What is needed
Report each line of the entries that contains the word "store", copied in full.
-- Available records follows --
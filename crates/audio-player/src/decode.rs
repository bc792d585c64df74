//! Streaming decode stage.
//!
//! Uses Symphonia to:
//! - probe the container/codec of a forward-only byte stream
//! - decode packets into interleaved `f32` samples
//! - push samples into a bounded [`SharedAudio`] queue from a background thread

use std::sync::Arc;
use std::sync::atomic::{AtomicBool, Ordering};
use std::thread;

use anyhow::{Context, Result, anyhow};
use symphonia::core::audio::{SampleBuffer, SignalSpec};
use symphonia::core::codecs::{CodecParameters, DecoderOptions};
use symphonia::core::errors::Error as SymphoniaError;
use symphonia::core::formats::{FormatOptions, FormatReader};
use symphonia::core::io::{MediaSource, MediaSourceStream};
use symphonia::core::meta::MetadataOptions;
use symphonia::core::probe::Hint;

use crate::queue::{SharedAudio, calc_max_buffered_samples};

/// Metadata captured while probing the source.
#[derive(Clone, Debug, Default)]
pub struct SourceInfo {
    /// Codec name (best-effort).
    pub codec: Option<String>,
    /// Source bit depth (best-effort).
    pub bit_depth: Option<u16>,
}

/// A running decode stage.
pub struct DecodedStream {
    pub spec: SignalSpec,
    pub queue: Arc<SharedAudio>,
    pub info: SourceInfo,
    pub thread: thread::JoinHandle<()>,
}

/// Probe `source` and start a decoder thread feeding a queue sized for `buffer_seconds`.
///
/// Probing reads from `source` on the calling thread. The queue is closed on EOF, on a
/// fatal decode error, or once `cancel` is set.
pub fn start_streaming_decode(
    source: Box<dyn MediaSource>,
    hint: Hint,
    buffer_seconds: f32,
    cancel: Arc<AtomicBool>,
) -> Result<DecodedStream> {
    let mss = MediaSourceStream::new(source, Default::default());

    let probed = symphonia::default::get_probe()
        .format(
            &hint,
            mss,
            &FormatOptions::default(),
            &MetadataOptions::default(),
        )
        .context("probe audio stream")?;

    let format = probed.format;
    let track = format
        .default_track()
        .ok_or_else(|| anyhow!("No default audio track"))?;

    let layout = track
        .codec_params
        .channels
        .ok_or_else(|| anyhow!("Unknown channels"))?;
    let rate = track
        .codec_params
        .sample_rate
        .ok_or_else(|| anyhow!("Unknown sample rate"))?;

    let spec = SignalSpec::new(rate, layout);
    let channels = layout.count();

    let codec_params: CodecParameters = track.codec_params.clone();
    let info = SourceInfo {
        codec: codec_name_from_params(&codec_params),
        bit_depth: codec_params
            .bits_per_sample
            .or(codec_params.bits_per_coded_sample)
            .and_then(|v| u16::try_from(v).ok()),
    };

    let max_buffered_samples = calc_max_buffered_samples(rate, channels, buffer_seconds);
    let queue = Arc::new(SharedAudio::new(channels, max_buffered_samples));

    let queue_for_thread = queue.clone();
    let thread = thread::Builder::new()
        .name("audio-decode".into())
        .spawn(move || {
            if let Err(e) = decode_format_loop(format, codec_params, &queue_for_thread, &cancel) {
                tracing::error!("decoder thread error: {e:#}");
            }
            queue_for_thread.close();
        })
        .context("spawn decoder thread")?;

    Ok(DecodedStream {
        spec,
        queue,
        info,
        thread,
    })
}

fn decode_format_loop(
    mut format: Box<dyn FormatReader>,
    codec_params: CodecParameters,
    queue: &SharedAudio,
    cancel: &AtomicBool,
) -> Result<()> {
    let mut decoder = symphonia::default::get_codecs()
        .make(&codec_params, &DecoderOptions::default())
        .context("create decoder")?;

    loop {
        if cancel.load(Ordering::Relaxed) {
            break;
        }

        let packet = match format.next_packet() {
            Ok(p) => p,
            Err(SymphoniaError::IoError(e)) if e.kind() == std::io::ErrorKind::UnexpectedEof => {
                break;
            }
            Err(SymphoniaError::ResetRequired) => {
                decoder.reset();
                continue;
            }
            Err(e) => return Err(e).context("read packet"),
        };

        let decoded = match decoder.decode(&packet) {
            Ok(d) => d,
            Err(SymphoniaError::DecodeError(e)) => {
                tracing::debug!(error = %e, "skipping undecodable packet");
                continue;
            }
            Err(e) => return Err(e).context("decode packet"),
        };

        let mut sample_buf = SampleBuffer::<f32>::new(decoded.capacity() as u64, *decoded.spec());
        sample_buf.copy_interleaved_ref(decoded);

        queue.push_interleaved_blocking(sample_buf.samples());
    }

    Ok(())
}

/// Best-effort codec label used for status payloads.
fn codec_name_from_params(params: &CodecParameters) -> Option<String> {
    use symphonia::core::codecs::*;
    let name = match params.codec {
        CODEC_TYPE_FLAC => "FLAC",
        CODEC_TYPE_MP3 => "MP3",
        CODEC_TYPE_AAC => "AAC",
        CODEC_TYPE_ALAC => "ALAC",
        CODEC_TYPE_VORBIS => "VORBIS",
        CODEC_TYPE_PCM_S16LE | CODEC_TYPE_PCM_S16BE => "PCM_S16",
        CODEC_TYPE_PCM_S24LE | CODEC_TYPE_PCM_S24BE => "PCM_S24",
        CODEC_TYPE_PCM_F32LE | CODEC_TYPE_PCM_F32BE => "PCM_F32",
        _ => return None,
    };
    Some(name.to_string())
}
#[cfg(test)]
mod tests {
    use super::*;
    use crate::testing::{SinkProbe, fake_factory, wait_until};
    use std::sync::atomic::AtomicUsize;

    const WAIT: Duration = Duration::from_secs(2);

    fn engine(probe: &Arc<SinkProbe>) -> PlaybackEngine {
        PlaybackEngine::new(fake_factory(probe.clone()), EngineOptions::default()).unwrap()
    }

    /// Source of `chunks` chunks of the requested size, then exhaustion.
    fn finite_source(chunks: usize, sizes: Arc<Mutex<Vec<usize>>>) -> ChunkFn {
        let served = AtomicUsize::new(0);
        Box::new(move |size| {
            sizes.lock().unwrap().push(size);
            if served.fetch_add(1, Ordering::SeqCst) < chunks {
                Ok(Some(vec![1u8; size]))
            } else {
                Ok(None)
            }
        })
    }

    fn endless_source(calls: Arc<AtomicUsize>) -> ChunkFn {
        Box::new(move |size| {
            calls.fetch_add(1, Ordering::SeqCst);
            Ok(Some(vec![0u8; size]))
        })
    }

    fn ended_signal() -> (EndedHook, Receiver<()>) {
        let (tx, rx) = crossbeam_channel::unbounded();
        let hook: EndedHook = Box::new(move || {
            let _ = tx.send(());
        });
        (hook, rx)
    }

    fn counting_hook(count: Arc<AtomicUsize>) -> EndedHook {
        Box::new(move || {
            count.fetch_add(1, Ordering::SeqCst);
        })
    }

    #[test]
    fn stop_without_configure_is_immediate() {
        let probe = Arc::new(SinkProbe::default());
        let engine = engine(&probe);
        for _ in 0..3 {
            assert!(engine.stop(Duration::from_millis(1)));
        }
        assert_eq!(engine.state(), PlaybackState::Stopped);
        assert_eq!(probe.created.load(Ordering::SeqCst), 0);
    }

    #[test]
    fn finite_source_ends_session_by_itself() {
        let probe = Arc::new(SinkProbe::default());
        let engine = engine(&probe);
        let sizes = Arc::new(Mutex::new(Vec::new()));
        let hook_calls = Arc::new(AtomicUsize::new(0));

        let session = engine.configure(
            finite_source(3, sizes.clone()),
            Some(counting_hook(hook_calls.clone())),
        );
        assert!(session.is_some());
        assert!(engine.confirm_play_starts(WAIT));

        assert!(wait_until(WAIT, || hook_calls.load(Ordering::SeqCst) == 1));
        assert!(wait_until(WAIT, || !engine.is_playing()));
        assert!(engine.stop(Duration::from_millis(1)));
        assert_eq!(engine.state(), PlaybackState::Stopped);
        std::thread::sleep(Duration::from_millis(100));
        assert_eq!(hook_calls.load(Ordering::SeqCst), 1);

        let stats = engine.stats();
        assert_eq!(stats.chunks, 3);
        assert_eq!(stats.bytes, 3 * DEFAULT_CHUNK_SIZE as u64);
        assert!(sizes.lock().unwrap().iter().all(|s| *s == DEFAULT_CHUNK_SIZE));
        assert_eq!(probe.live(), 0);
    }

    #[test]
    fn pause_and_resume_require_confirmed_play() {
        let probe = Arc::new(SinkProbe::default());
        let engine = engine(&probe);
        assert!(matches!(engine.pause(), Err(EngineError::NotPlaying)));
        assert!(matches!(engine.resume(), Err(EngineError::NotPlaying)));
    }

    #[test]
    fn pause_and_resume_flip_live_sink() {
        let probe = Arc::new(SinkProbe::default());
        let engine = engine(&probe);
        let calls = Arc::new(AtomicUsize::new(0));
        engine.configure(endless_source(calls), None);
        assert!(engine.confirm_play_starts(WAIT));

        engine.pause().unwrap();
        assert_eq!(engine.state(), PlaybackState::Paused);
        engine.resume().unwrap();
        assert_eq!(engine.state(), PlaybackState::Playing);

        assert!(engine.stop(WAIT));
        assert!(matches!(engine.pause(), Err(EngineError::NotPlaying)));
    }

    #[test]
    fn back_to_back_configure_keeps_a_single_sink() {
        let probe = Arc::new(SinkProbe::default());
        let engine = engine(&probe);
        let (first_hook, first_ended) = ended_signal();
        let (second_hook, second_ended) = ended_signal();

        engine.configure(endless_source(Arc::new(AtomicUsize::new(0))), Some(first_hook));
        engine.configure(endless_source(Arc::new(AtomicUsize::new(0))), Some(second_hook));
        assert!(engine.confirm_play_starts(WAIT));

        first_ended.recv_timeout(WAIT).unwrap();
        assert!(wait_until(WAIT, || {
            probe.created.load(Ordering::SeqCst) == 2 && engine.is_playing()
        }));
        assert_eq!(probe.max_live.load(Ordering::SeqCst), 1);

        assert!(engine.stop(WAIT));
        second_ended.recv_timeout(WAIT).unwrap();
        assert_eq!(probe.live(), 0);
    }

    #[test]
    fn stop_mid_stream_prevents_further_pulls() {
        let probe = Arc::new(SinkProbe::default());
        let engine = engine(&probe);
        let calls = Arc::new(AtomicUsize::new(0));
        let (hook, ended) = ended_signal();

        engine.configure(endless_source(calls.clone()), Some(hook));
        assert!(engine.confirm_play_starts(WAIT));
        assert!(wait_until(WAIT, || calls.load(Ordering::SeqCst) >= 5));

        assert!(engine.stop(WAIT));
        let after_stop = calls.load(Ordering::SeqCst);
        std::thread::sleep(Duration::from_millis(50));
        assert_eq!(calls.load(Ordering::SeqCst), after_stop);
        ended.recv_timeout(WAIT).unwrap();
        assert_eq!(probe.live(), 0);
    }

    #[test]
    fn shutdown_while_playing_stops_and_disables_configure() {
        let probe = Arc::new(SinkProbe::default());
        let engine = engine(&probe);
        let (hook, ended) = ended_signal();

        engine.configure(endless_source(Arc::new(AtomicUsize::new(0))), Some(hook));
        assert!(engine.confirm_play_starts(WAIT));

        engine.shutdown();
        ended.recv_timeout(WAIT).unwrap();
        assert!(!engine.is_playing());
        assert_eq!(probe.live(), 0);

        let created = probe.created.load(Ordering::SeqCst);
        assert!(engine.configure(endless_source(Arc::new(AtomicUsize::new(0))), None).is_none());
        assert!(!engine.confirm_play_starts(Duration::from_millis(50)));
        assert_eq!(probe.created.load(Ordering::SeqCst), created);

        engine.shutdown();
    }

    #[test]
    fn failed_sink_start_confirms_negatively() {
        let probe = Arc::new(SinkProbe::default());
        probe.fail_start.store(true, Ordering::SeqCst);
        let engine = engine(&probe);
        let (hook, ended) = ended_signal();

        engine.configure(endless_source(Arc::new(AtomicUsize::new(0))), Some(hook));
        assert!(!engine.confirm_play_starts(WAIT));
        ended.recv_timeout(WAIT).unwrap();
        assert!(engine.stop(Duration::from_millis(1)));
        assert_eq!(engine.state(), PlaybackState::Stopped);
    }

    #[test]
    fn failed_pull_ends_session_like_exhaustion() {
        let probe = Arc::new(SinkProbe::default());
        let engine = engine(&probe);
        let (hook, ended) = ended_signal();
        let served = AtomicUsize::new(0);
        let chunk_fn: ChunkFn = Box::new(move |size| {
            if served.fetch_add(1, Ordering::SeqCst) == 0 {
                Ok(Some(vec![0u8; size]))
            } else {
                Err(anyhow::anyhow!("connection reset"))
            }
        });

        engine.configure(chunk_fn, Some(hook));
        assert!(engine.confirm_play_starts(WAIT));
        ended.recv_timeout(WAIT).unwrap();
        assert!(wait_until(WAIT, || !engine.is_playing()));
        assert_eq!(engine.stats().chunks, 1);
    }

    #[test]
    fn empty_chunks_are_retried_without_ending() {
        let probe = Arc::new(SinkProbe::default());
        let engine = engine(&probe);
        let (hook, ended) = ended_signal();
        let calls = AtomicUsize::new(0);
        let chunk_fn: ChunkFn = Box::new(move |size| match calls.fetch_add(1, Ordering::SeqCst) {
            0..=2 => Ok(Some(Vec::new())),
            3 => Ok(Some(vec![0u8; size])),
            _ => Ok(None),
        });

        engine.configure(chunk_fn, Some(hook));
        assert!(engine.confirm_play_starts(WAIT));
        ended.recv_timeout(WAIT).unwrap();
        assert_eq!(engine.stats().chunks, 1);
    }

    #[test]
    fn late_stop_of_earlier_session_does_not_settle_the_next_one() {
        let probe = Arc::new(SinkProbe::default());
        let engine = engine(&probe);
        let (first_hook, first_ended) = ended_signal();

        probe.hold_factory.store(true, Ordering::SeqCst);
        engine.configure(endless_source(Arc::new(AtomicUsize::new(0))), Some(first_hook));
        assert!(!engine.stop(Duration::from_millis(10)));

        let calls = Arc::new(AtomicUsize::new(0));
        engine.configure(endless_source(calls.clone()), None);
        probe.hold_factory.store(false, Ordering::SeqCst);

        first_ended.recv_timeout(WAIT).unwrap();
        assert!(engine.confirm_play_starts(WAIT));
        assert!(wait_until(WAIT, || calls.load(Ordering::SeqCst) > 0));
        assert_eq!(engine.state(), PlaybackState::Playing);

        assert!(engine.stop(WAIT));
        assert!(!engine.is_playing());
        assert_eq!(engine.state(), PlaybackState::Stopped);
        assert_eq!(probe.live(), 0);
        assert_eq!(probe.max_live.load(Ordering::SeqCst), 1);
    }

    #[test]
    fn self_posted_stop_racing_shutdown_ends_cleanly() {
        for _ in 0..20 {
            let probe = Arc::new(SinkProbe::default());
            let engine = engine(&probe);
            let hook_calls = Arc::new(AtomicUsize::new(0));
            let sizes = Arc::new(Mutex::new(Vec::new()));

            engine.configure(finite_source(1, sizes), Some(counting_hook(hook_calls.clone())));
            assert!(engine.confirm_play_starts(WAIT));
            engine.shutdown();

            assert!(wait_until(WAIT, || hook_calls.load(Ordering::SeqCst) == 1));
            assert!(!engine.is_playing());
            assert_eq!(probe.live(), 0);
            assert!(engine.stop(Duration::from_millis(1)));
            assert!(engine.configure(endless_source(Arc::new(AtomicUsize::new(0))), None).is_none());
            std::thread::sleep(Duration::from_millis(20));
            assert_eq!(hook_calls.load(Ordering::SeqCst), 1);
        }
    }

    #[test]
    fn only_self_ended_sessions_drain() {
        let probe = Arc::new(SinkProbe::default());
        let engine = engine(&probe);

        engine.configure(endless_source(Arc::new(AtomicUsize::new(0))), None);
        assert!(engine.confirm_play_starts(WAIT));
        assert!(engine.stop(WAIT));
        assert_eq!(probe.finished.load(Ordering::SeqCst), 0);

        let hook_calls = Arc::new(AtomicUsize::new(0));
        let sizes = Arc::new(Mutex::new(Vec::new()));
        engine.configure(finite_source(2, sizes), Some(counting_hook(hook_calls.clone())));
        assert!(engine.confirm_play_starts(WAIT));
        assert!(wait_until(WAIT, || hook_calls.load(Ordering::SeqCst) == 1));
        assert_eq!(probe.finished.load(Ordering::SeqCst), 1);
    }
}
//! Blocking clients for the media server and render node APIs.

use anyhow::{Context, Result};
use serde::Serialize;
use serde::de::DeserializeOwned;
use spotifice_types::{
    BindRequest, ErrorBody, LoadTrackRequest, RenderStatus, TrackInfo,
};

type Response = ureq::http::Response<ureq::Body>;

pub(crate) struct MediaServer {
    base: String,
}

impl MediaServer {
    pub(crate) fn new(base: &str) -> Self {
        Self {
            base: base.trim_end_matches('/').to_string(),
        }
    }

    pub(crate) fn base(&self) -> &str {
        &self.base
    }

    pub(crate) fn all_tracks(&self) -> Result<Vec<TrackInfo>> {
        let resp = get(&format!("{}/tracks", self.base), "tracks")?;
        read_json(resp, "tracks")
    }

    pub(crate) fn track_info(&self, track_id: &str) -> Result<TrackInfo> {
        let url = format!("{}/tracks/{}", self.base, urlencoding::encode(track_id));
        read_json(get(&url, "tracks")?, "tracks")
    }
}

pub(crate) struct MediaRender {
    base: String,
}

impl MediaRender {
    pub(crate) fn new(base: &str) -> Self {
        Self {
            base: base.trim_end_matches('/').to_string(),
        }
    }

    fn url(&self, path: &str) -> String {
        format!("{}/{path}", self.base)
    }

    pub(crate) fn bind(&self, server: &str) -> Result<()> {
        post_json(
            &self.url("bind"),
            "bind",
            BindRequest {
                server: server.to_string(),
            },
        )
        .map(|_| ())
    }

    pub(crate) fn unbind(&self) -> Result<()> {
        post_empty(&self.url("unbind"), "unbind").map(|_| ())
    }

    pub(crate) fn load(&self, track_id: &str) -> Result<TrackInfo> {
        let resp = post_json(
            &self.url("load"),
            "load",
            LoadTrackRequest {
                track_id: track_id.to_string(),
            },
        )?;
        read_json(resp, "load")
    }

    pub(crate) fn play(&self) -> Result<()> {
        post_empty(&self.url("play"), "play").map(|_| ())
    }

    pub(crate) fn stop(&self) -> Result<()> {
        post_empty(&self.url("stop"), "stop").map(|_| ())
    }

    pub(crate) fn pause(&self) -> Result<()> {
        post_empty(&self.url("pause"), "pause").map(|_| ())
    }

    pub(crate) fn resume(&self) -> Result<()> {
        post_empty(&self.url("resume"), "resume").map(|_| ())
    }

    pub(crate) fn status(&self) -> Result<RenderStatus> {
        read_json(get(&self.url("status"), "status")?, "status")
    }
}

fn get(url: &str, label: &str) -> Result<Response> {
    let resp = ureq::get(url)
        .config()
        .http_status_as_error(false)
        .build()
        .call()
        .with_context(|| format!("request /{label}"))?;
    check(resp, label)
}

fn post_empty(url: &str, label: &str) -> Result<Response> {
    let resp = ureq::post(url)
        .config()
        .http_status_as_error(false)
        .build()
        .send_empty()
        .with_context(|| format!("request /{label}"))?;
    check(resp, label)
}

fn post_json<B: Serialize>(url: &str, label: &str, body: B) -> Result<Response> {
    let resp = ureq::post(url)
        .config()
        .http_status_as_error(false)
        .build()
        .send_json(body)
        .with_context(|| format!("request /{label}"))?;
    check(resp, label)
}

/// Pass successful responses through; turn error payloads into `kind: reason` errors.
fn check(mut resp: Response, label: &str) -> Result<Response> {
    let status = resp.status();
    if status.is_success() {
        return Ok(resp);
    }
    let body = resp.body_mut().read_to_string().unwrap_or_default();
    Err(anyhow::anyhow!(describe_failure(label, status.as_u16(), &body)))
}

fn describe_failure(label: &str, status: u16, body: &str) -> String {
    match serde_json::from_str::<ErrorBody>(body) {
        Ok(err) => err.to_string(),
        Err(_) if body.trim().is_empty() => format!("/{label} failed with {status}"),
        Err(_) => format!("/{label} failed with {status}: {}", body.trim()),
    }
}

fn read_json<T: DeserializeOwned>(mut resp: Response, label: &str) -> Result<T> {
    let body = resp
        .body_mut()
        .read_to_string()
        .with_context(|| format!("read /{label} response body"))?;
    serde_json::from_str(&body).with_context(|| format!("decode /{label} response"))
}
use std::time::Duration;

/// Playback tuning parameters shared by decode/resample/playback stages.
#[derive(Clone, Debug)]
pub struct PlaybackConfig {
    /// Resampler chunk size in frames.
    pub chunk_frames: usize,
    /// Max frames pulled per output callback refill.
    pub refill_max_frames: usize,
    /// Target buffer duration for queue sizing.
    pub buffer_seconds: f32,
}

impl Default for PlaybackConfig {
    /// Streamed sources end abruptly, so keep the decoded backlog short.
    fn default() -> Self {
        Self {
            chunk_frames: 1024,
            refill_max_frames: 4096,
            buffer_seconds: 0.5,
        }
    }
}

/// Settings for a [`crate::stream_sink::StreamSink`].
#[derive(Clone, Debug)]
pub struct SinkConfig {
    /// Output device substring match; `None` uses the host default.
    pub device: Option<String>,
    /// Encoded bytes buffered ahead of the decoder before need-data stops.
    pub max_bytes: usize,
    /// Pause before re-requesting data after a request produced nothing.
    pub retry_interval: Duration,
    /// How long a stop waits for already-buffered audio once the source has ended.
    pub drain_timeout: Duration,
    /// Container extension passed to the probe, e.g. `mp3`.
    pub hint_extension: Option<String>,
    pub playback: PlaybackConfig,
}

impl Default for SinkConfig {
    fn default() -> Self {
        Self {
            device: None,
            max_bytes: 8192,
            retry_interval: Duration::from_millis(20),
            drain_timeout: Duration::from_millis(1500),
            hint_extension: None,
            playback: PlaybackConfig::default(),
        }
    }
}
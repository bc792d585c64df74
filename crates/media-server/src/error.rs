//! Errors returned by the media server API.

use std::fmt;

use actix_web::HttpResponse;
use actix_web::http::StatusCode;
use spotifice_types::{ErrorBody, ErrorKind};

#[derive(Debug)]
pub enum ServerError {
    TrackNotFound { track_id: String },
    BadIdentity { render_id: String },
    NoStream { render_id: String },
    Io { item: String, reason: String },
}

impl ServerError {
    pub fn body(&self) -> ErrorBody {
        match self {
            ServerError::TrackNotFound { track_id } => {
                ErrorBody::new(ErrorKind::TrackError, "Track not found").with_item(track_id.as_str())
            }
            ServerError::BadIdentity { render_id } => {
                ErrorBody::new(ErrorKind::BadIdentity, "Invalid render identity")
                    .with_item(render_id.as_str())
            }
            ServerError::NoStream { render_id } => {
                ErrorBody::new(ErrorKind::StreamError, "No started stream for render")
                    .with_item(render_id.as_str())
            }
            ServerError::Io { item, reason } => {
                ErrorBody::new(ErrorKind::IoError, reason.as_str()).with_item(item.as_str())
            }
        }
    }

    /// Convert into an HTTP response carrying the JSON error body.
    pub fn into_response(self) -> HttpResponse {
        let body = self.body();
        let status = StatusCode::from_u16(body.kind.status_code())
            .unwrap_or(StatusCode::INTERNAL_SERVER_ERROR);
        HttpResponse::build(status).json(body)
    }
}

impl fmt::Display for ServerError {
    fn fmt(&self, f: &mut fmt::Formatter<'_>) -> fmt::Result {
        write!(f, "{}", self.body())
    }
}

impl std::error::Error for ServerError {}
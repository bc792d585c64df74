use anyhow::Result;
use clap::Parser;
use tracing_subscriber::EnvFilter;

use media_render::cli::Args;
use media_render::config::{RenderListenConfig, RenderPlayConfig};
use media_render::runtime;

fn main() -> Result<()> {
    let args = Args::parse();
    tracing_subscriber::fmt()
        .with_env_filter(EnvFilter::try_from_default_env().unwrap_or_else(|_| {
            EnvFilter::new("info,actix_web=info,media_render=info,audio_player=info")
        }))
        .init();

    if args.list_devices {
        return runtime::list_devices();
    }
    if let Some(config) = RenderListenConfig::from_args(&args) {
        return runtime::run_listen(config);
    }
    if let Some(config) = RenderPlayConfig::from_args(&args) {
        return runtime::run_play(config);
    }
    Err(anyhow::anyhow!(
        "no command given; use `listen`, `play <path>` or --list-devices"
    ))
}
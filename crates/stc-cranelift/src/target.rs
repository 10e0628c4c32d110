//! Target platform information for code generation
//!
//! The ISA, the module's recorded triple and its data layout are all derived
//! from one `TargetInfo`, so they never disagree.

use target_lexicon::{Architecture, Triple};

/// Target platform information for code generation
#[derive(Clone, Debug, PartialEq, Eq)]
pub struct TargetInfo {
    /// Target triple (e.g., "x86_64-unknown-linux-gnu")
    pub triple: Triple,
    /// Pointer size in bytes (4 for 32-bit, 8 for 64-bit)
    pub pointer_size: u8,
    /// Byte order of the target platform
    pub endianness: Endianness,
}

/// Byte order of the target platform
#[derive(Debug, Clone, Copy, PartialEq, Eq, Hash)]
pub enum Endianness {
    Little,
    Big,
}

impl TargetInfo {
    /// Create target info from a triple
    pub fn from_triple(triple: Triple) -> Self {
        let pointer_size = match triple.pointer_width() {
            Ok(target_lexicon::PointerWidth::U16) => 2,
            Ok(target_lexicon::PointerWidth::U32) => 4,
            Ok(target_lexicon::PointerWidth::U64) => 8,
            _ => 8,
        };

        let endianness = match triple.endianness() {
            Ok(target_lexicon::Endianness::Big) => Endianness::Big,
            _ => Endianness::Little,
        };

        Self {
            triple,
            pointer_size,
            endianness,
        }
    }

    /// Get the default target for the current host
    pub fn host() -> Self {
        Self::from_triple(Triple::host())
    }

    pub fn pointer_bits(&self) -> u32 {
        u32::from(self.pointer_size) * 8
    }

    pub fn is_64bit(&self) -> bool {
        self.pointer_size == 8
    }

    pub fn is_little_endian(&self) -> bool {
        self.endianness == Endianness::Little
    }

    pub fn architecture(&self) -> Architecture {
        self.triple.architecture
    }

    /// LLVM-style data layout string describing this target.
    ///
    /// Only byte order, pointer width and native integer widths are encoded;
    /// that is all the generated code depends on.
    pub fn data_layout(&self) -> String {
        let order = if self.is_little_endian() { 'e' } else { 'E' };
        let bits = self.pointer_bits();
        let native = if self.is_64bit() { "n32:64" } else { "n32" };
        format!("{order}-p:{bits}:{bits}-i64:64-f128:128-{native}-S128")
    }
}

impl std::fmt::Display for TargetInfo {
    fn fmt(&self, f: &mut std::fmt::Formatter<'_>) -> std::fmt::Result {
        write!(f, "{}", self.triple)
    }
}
-- Available records concluded --
Written solution
        probe.fail_start.store(true, Ordering::SeqCst);
        probe.hold_factory.store(true, Ordering::SeqCst);
        probe.hold_factory.store(false, Ordering::SeqCst);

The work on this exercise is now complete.